As shown in the figure, in this modified embodiment, the corrugated metal plate 14A forming the catalyst carrier 6A is superimposed only on the downstream side of the notch 16 of the flat metal plate 12.

Therefore, when the catalyst carrier 6A is formed by rolling these metal plates 12 and 14 in multiple spiral shapes, the mixing chamber 18
The cross section of the exhaust gas purification section 22A on the upstream side is as shown in FIG. The heat capacity is reduced by the absence of the corrugated metal plate.

That is, by doing this, the exhaust gas purification section 2 on the upstream side
The 2A catalyst can be warmed up quickly, thereby improving the purification performance during cold start. In addition, the flow path cross-sectional area (opening area) at the most upstream end of the catalyst carrier 6A
Since this increases, the clogging that occurs here can be reduced as much as possible. Furthermore, since flow path resistance can be alleviated, engine output loss due to exhaust resistance can be reduced.

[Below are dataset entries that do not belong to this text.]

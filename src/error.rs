//! Error taxonomy for the scheduling core.
//!
//! Every failure mode the pipeline can produce is represented here so
//! callers get a structured, user-renderable message instead of a panic
//! or an opaque solver status code.

use chrono::NaiveDate;
use thiserror::Error;

/// Result type for the scheduling core.
pub type Result<T> = std::result::Result<T, ScheduleError>;

/// The HTTP-ish status class a caller should surface for an error.
///
/// The core has no HTTP dependency; this just classifies errors the way
/// an out-of-scope transport layer would need to, per the response
/// envelope's 400/500 split.
#[derive(Debug, Clone, Copy, PartialEq, Eq)]
pub enum StatusClass {
    /// Validation or feasibility failure: the request itself is unsatisfiable.
    BadRequest,
    /// Solver or internal failure.
    ServerError,
}

#[derive(Error, Debug)]
pub enum ScheduleError {
    // ---- Validation ----
    #[error("unknown facility id: {0}")]
    UnknownFacility(String),

    #[error("unknown provider id: {0}")]
    UnknownProvider(String),

    #[error("date {date} is not a weekday within the scheduling horizon")]
    DateNotInHorizon { date: NaiveDate },

    #[error("provider {provider} is not assigned to facility {facility}")]
    NotAssigned { provider: String, facility: String },

    #[error("malformed date: {0}")]
    MalformedDate(String),

    #[error("unrecognized weekday name: {0}")]
    UnrecognizedWeekday(String),

    #[error("weeks must be 4 or 5, got {0}")]
    InvalidWeeks(u32),

    // ---- Feasibility ----
    #[error(
        "adjusted patient demand {adjusted_demand} exceeds effective capacity {capacity} \
         (alpha={alpha}, available days={available_days}, max/day={max_patients_per_day}); \
         consider raising the daily cap, reducing PTO, adjusting weekly availability, \
         or extending to 5 weeks{five_week_hint}"
    )]
    CapacityShortfall {
        adjusted_demand: u32,
        available_days: usize,
        capacity: u32,
        max_patients_per_day: u32,
        alpha: f64,
        /// Present when the request was for 4 weeks; names the capacity a
        /// 5-week horizon would provide instead.
        five_week_hint: FiveWeekHint,
    },

    #[error(
        "required visit to facility {facility} on {date} conflicts with the provider's \
         unavailability on that date"
    )]
    RequiredVisitConflict { facility: String, date: NaiveDate },

    // ---- Solver ----
    #[error("the scheduling model is infeasible")]
    Infeasible,

    #[error("the scheduling model is unbounded")]
    Unbounded,

    #[error("the solver did not find a feasible solution within the {0:?} time limit")]
    TimeLimitNoIncumbent(std::time::Duration),

    #[error("solver error: {0}")]
    SolverOther(String),

    // ---- Data ----
    #[error("no data remains for business line {0} after filtering")]
    EmptyCatalog(String),

    #[error("missing travel-time matrix: {0}")]
    MissingTravelMatrix(String),
}

impl ScheduleError {
    pub fn status_class(&self) -> StatusClass {
        use ScheduleError::*;
        match self {
            UnknownFacility(_)
            | UnknownProvider(_)
            | DateNotInHorizon { .. }
            | NotAssigned { .. }
            | MalformedDate(_)
            | UnrecognizedWeekday(_)
            | InvalidWeeks(_)
            | CapacityShortfall { .. }
            | RequiredVisitConflict { .. } => StatusClass::BadRequest,

            Infeasible | Unbounded | TimeLimitNoIncumbent(_) | SolverOther(_) | EmptyCatalog(_)
            | MissingTravelMatrix(_) => StatusClass::ServerError,
        }
    }
}

/// A human-readable fragment naming the 5-week capacity alternative, or
/// nothing when the request was already for 5 weeks.
#[derive(Debug, Clone, Default)]
pub struct FiveWeekHint(pub Option<String>);

impl std::fmt::Display for FiveWeekHint {
    fn fmt(&self, f: &mut std::fmt::Formatter<'_>) -> std::fmt::Result {
        match &self.0 {
            Some(hint) => write!(f, " ({hint})"),
            None => Ok(()),
        }
    }
}

impl FiveWeekHint {
    pub fn capacity(five_week_capacity: u32) -> Self {
        FiveWeekHint(Some(format!(
            "a 5-week horizon would provide capacity {five_week_capacity}"
        )))
    }

    pub fn none() -> Self {
        FiveWeekHint(None)
    }
}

In addition, in the explanation so far, each metal plate 12.14 (or 14A) is formed by superposing the flat metal plate 12 and the corrugated metal plate 14 (or 14A) and rolling them into a spiral shape. Although the metal catalyst carrier 6 (or 6A) is exemplified with a gap forming an exhaust gas passage 20' therebetween, the present invention is not limited to this. A metal catalyst carrier may also be used, in which an exhaust gas passage is secured by rolling a single metal plate having concavities and convexities into a spiral shape.

(Effects) In summary, according to the present invention, a notch is formed from the center of one side of the catalyst-coated metal plate at the winding start end to the other side at the winding end. When a metal catalyst carrier is formed by rolling a metal plate into a spiral shape, a mixing chamber can be integrally formed inside the catalyst carrier. Therefore, the mixing chamber can be provided in the catalytic converter with a simple structure without particularly providing a locking member for locking the catalyst carrier, and a decrease in productivity can be prevented as much as possible.

[Brief explanation of the drawing]

FIG. 1 is a side sectional view showing a preferred embodiment of the catalytic converter according to the present invention, FIG. 2 is a perspective view of the catalyst carrier shown in FIG. 1 during roll processing, and FIG. 3 is the same as that shown in FIG. 1. FIG. 4 is a cross-sectional view of the catalyst carrier taken along the line IV--IV in FIG. 1, and FIG. 5 is a cross-sectional view of the catalyst carrier taken along the line IV--IV in FIG. A perspective view during molding, and FIG. 6 is a cross-sectional view corresponding to the cross section taken along the line ■--■ of the catalyst carrier in the modified embodiment of FIG. 2...Catalytic converter 4...Casing 6...Catalyst carrier 12...Flat metal plate 12a...One side 12b on the winding start side ...Other side 14 on the winding end side...Corrugated metal plate 14a...One side 14b on the winding start end...Other side 16 on the winding end side... ...Notch 18...Mixing chamber 20...Exhaust gas passage as a gap Patent Applicant: Mazda Co., Ltd. Representative Patent attorney - Kensuke Iro Patent attorney Masatoshi Matsumoto

Claims (1)

[Claims] A catalytic converter in which a catalyst carrier is formed by rolling a metal plate coated with a catalyst into a spiral shape with gaps left in between, and the catalyst carrier is held in a casing with its axial direction along the streamline direction of exhaust gas. In order to form a hollow mixing chamber approximately in the center of the catalyst carrier, the metal plate is provided with:
A catalytic converter characterized in that a notch is provided from the center of one side of the winding start end to the other side of the winding end.